Léon Van Hove
Léon Charles Prudent Van Hove (Brussels, 10 February 1924 – 2 September 1990) was a Belgian physicist and a former Director General of CERN. He developed a scientific career spanning mathematics, solid state physics, elementary particle and nuclear physics to cosmology.[1]
Biography
Van Hove studied mathematics and physics at the Université Libre de Bruxelles (ULB). In 1946 he received his PhD in mathematics at the ULB. From 1949 to 1954 he worked at the Institute for Advanced Study in Princeton, New Jersey by virtue of his meeting with Robert Oppenheimer. Later he worked at the Brookhaven National Laboratory and was a professor and Director of the Theoretical Physics Institute at the University of Utrecht in the Netherlands. In the 1950s he laid the theoretical foundations for the analysis of inelastic neutron scattering in terms of the dynamic structure factor. In 1958, he was awarded the Francqui Prize in Exact Sciences. In 1959, he received an invitation to become the head of the Theory Division at CERN in Geneva, where he spent three decades. LEP was proposed during Van Hove's tenure as Director General.

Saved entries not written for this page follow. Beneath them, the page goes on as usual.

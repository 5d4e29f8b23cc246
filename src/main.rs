//! Gatekeeper - client-side authentication gatekeeper
//!
#![doc = "Gatekeeper - client-side authentication gatekeeper"]
#![doc = "Main entry point for the gatekeeper CLI."]

use anyhow::Result;

use tracing_subscriber::{layer::SubscriberExt, util::SubscriberInitExt, EnvFilter};

use gatekeeper::cli::{Cli, Commands};
use gatekeeper::commands;
use gatekeeper::config::Config;

#[tokio::main]
async fn main() -> Result<()> {
    // Parse command line arguments
    let cli = Cli::parse_args();

    // Initialize tracing
    init_tracing(cli.verbose);

    // Load configuration
    let config_path = cli.config.as_deref().unwrap_or("config/config.yaml");
    let config = Config::load(config_path, &cli)?;

    // Validate configuration
    config.validate()?;

    // Execute command
    match cli.command {
        Commands::Whoami => {
            tracing::info!("Probing current session");
            commands::whoami::run_whoami(config).await?;
            Ok(())
        }
        Commands::Login { email, password } => {
            tracing::info!("Logging in as {}", email);
            if password.is_none() {
                tracing::debug!("No password given, prompting");
            }
            commands::login::run_login(config, email, password).await?;
            Ok(())
        }
        Commands::Logout { redirect } => {
            tracing::info!("Logging out");
            if let Some(target) = &redirect {
                tracing::debug!("Redirecting to {} afterwards", target);
            }
            commands::logout::run_logout(config, redirect).await?;
            Ok(())
        }
        Commands::Guard { admin } => {
            tracing::info!(admin, "Running guard");
            commands::guard::run_guard(config, admin).await?;
            Ok(())
        }
    }
}

/// Initialize tracing/logging
///
/// `RUST_LOG` wins when set; otherwise `--verbose` selects debug output.
fn init_tracing(verbose: bool) {
    let default_directive = if verbose {
        "gatekeeper=debug"
    } else {
        "gatekeeper=info"
    };
    let env_filter = EnvFilter::try_from_default_env()
        .unwrap_or_else(|_| EnvFilter::new(default_directive));

    tracing_subscriber::registry()
        .with(env_filter)
        .with(tracing_subscriber::fmt::layer())
        .init();
}
//! Backend collaborator: login, logout and current-user endpoints
//!
//! The coordinator talks to the server through the [`AuthBackend`] trait.
//! [`HttpBackend`] is the production implementation over `reqwest`; tests
//! substitute scripted implementations.
//!
//! # Wire format
//!
//! | Operation | Request | Response body |
//! |---|---|---|
//! | login | `POST {base}/login` with `{"email", "password"}` | `{"user": <identity or null>}` |
//! | logout | `POST {base}/logout` | ignored |
//! | current user | `GET {base}/current-user` | `{"user": <identity or null>}` |

use std::fmt;
use std::time::Duration;

use async_trait::async_trait;
use serde::{Deserialize, Serialize};
use url::Url;

use crate::config::BackendConfig;
use crate::error::{GatekeeperError, Result};
use crate::security::session::Identity;

// ---------------------------------------------------------------------------
// Credentials
// ---------------------------------------------------------------------------

/// Identifier and secret posted to the login endpoint.
///
/// The `Debug` output never includes the password.
///
/// # Examples
///
/// ```
/// use gatekeeper::security::backend::Credentials;
///
/// let creds = Credentials::new("jo@example.com", "hunter2");
/// assert!(!format!("{creds:?}").contains("hunter2"));
/// ```
#[derive(Clone, Serialize)]
pub struct Credentials {
    pub email: String,
    pub password: String,
}

impl Credentials {
    pub fn new(email: impl Into<String>, password: impl Into<String>) -> Self {
        Self {
            email: email.into(),
            password: password.into(),
        }
    }
}

impl fmt::Debug for Credentials {
    fn fmt(&self, f: &mut fmt::Formatter<'_>) -> fmt::Result {
        f.debug_struct("Credentials")
            .field("email", &self.email)
            .field("password", &"<redacted>")
            .finish()
    }
}

// ---------------------------------------------------------------------------
// AuthBackend
// ---------------------------------------------------------------------------

/// Server operations the coordinator depends on.
///
/// Every method reports transport and server failures as errors; a
/// successful response that names no user is `Ok(None)`, not an error.
#[async_trait]
pub trait AuthBackend: Send + Sync {
    /// Submits credentials and returns the identity the server now reports.
    ///
    /// # Errors
    ///
    /// Returns an error if the request fails or the server rejects it with a
    /// non-success status.
    async fn login(&self, credentials: &Credentials) -> Result<Option<Identity>>;

    /// Ends the server-side session.
    ///
    /// # Errors
    ///
    /// Returns an error if the request fails or the server rejects it.
    async fn logout(&self) -> Result<()>;

    /// Asks the server who is logged in, possibly from a previous session.
    ///
    /// # Errors
    ///
    /// Returns an error if the request fails or the server rejects it.
    async fn current_user(&self) -> Result<Option<Identity>>;
}

/// `{"user": ...}` envelope shared by login and current-user responses.
#[derive(Debug, Deserialize)]
struct UserEnvelope {
    #[serde(default)]
    user: Option<Identity>,
}

// ---------------------------------------------------------------------------
// HttpBackend
// ---------------------------------------------------------------------------

/// [`AuthBackend`] over HTTP.
///
/// The underlying client keeps cookies, so the session established by
/// `login` is presented on later `current_user` and `logout` calls.
///
/// # Examples
///
/// ```
/// use gatekeeper::config::BackendConfig;
/// use gatekeeper::security::backend::HttpBackend;
///
/// let backend = HttpBackend::new(&BackendConfig::default()).unwrap();
/// assert_eq!(backend.base_url().as_str(), "http://localhost:3000/");
/// ```
#[derive(Debug, Clone)]
pub struct HttpBackend {
    http: reqwest::Client,
    base_url: Url,
    login_path: String,
    logout_path: String,
    current_user_path: String,
}

impl HttpBackend {
    /// Builds a backend with its own cookie-keeping client.
    ///
    /// # Errors
    ///
    /// Returns [`GatekeeperError::Config`] if `base_url` does not parse, or
    /// [`GatekeeperError::Http`] if the client cannot be built.
    pub fn new(config: &BackendConfig) -> Result<Self> {
        let http = reqwest::Client::builder()
            .cookie_store(true)
            .timeout(Duration::from_secs(config.timeout_seconds))
            .build()
            .map_err(GatekeeperError::Http)?;
        Self::with_client(http, config)
    }

    /// Builds a backend on an existing client.
    ///
    /// # Errors
    ///
    /// Returns [`GatekeeperError::Config`] if `base_url` does not parse.
    pub fn with_client(http: reqwest::Client, config: &BackendConfig) -> Result<Self> {
        let base_url = Url::parse(&config.base_url).map_err(|e| {
            GatekeeperError::Config(format!("invalid backend base_url {}: {e}", config.base_url))
        })?;
        Ok(Self {
            http,
            base_url,
            login_path: config.login_path.clone(),
            logout_path: config.logout_path.clone(),
            current_user_path: config.current_user_path.clone(),
        })
    }

    pub fn base_url(&self) -> &Url {
        &self.base_url
    }

    /// Appends `path` to the base URL, keeping any path prefix the base has.
    fn endpoint(&self, path: &str) -> Result<Url> {
        let joined = format!("{}{}", self.base_url.as_str().trim_end_matches('/'), path);
        Url::parse(&joined).map_err(|e| {
            GatekeeperError::Config(format!("invalid endpoint path {path}: {e}")).into()
        })
    }

    /// Fails with [`GatekeeperError::Backend`] on a non-success status.
    async fn check_status(
        operation: &'static str,
        resp: reqwest::Response,
    ) -> Result<reqwest::Response> {
        if resp.status().is_success() {
            return Ok(resp);
        }
        let status = resp.status().as_u16();
        let message = resp.text().await.unwrap_or_default();
        tracing::warn!(operation, status, "Backend rejected request");
        Err(GatekeeperError::Backend {
            operation,
            status,
            message,
        }
        .into())
    }

    async fn read_user(resp: reqwest::Response) -> Result<Option<Identity>> {
        let envelope: UserEnvelope = resp.json().await.map_err(GatekeeperError::Http)?;
        Ok(envelope.user)
    }
}

#[async_trait]
impl AuthBackend for HttpBackend {
    async fn login(&self, credentials: &Credentials) -> Result<Option<Identity>> {
        let url = self.endpoint(&self.login_path)?;
        tracing::debug!(%url, email = %credentials.email, "Posting login");
        let resp = self
            .http
            .post(url)
            .json(credentials)
            .send()
            .await
            .map_err(GatekeeperError::Http)?;
        let resp = Self::check_status("login", resp).await?;
        Self::read_user(resp).await
    }

    async fn logout(&self) -> Result<()> {
        let url = self.endpoint(&self.logout_path)?;
        tracing::debug!(%url, "Posting logout");
        let resp = self
            .http
            .post(url)
            .send()
            .await
            .map_err(GatekeeperError::Http)?;
        Self::check_status("logout", resp).await?;
        Ok(())
    }

    async fn current_user(&self) -> Result<Option<Identity>> {
        let url = self.endpoint(&self.current_user_path)?;
        tracing::debug!(%url, "Requesting current user");
        let resp = self
            .http
            .get(url)
            .send()
            .await
            .map_err(GatekeeperError::Http)?;
        let resp = Self::check_status("current-user", resp).await?;
        Self::read_user(resp).await
    }
}
//! Test utilities for Gatekeeper
//!
//! This module provides a scripted in-memory backend, a cooperative wait
//! helper, temporary directory management, and assertion helpers.

use std::collections::HashMap;
use std::path::PathBuf;
use std::sync::atomic::{AtomicBool, AtomicUsize, Ordering};
use std::sync::Mutex;
use std::time::Duration;

use async_trait::async_trait;
use tempfile::TempDir;

use crate::config::Config;
use crate::error::{GatekeeperError, Result};
use crate::security::backend::{AuthBackend, Credentials};
use crate::security::session::Identity;

/// Create a temporary directory for testing
///
/// # Returns
///
/// Returns a TempDir that will be cleaned up when dropped
pub fn temp_dir() -> TempDir {
    TempDir::new().expect("Failed to create temporary directory")
}

/// Create a test file with the given content
///
/// # Panics
///
/// Panics if file creation or writing fails
pub fn create_test_file(dir: &TempDir, name: &str, content: &str) -> PathBuf {
    let path = dir.path().join(name);
    std::fs::write(&path, content).expect("Failed to write test file");
    path
}

/// Assert that an error contains the expected message
///
/// # Panics
///
/// Panics if the result is Ok or if the error doesn't contain the expected message
pub fn assert_error_contains<T>(result: Result<T>, expected: &str) {
    match result {
        Ok(_) => panic!("Expected error containing '{}' but got Ok", expected),
        Err(e) => {
            let error_msg = e.to_string();
            assert!(
                error_msg.contains(expected),
                "Error message '{}' does not contain '{}'",
                error_msg,
                expected
            );
        }
    }
}

/// Create a test configuration with default values
pub fn test_config() -> Config {
    Config::default()
}

/// Create a test configuration YAML string
pub fn test_config_yaml() -> String {
    r#"
backend:
  base_url: http://127.0.0.1:8080/api
  login_path: /login
  logout_path: /logout
  current_user_path: /current-user
  timeout_seconds: 5

navigation:
  default_path: /home
"#
    .to_string()
}

/// Yields to the runtime until `condition` holds.
///
/// Spawned guards only make progress when the test task yields, so tests
/// use this to let them reach the retry queue.
///
/// # Panics
///
/// Panics if the condition is still false after 100 yields.
pub async fn wait_until<F: Fn() -> bool>(condition: F) {
    for _ in 0..100 {
        if condition() {
            return;
        }
        tokio::task::yield_now().await;
    }
    panic!("condition not reached after 100 yields");
}

/// Sleeps in short steps until `condition` holds.
///
/// For multi-threaded tests, where the work being waited on may be blocked
/// on another thread rather than on the test task.
///
/// # Panics
///
/// Panics if the condition is still false after five seconds.
pub async fn wait_for<F: Fn() -> bool>(condition: F) {
    let deadline = tokio::time::Instant::now() + Duration::from_secs(5);
    while !condition() {
        assert!(
            tokio::time::Instant::now() < deadline,
            "condition not reached within 5s"
        );
        tokio::time::sleep(Duration::from_millis(10)).await;
    }
}

/// In-memory [`AuthBackend`] with a fixed set of accounts.
///
/// Successful logins become the "server-side" current user, which the
/// lookup then reports. Each operation can be switched to fail with a
/// backend error.
#[derive(Default)]
pub struct ScriptedBackend {
    accounts: HashMap<String, (String, Identity)>,
    current: Mutex<Option<Identity>>,
    lookup_calls: AtomicUsize,
    login_calls: AtomicUsize,
    logout_calls: AtomicUsize,
    fail_lookup: AtomicBool,
    fail_login: AtomicBool,
    fail_logout: AtomicBool,
}

impl ScriptedBackend {
    pub fn new() -> Self {
        Self::default()
    }

    pub fn with_account(mut self, email: &str, password: &str, identity: Identity) -> Self {
        self.accounts
            .insert(email.to_string(), (password.to_string(), identity));
        self
    }

    /// Sets the user the server reports on the next lookup.
    pub fn set_current_user(&self, identity: Option<Identity>) {
        *self.current.lock().unwrap() = identity;
    }

    pub fn fail_lookup(&self, fail: bool) {
        self.fail_lookup.store(fail, Ordering::SeqCst);
    }

    pub fn fail_login(&self, fail: bool) {
        self.fail_login.store(fail, Ordering::SeqCst);
    }

    pub fn fail_logout(&self, fail: bool) {
        self.fail_logout.store(fail, Ordering::SeqCst);
    }

    pub fn lookup_calls(&self) -> usize {
        self.lookup_calls.load(Ordering::SeqCst)
    }

    pub fn login_calls(&self) -> usize {
        self.login_calls.load(Ordering::SeqCst)
    }

    pub fn logout_calls(&self) -> usize {
        self.logout_calls.load(Ordering::SeqCst)
    }

    fn unavailable(operation: &'static str) -> anyhow::Error {
        GatekeeperError::Backend {
            operation,
            status: 503,
            message: "scripted outage".to_string(),
        }
        .into()
    }
}

#[async_trait]
impl AuthBackend for ScriptedBackend {
    async fn login(&self, credentials: &Credentials) -> Result<Option<Identity>> {
        self.login_calls.fetch_add(1, Ordering::SeqCst);
        if self.fail_login.load(Ordering::SeqCst) {
            return Err(Self::unavailable("login"));
        }
        let identity = self
            .accounts
            .get(&credentials.email)
            .filter(|(password, _)| *password == credentials.password)
            .map(|(_, identity)| identity.clone());
        *self.current.lock().unwrap() = identity.clone();
        Ok(identity)
    }

    async fn logout(&self) -> Result<()> {
        self.logout_calls.fetch_add(1, Ordering::SeqCst);
        if self.fail_logout.load(Ordering::SeqCst) {
            return Err(Self::unavailable("logout"));
        }
        *self.current.lock().unwrap() = None;
        Ok(())
    }

    async fn current_user(&self) -> Result<Option<Identity>> {
        self.lookup_calls.fetch_add(1, Ordering::SeqCst);
        if self.fail_lookup.load(Ordering::SeqCst) {
            return Err(Self::unavailable("current-user"));
        }
        Ok(self.current.lock().unwrap().clone())
    }
}

#[cfg(test)]
mod tests {
    use super::*;

    #[test]
    fn test_temp_dir_creation() {
        let dir = temp_dir();
        assert!(dir.path().exists());
    }

    #[test]
    fn test_create_test_file() {
        let dir = temp_dir();
        let path = create_test_file(&dir, "test.txt", "content");
        assert!(path.exists());
        let content = std::fs::read_to_string(&path).unwrap();
        assert_eq!(content, "content");
    }

    #[test]
    fn test_assert_error_contains_success() {
        let result: Result<()> = Err(GatekeeperError::Config("test error message".to_string()).into());
        assert_error_contains(result, "test error");
    }

    #[test]
    #[should_panic(expected = "Expected error containing")]
    fn test_assert_error_contains_ok() {
        assert_error_contains(Ok(()), "error");
    }

    #[test]
    fn test_test_config_yaml() {
        let yaml = test_config_yaml();
        let config: Config = serde_yaml::from_str(&yaml).unwrap();
        assert!(config.validate().is_ok());
        assert_eq!(config.navigation.default_path, "/home");
        assert!(test_config().validate().is_ok());
    }

    #[tokio::test]
    async fn test_scripted_backend_login_sets_current_user() {
        let backend = ScriptedBackend::new().with_account("a@b.c", "pw", Identity::with_email("a@b.c"));

        let nobody = backend.login(&Credentials::new("a@b.c", "nope")).await.unwrap();
        assert!(nobody.is_none());

        let someone = backend.login(&Credentials::new("a@b.c", "pw")).await.unwrap();
        assert!(someone.is_some());
        assert!(backend.current_user().await.unwrap().is_some());
        assert_eq!(backend.login_calls(), 2);
        assert_eq!(backend.lookup_calls(), 1);

        backend.logout().await.unwrap();
        assert!(backend.current_user().await.unwrap().is_none());
    }
}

Preceded by Willibald Jentschke & John Adams |
CERN Director General 1976 – 1980 with John Adams |
Succeeded by Herwig Schopper |
See also
- Van Hove singularity
- List of Directors General of CERN
- Théophile de Donder
- Hilbrand J. Groenewold for the Groenewold–Van Hove theorem
References
- ↑ Jacob, Maurice (May 1991). "Obituary: Léon Van Hove". Physics Today 44 (5): 78. doi:10.1063/1.2810123.
External links
- Léon Van Hove (biography at CERN)
- Proc. Am. Phil. Soc. 136, 603 (1992)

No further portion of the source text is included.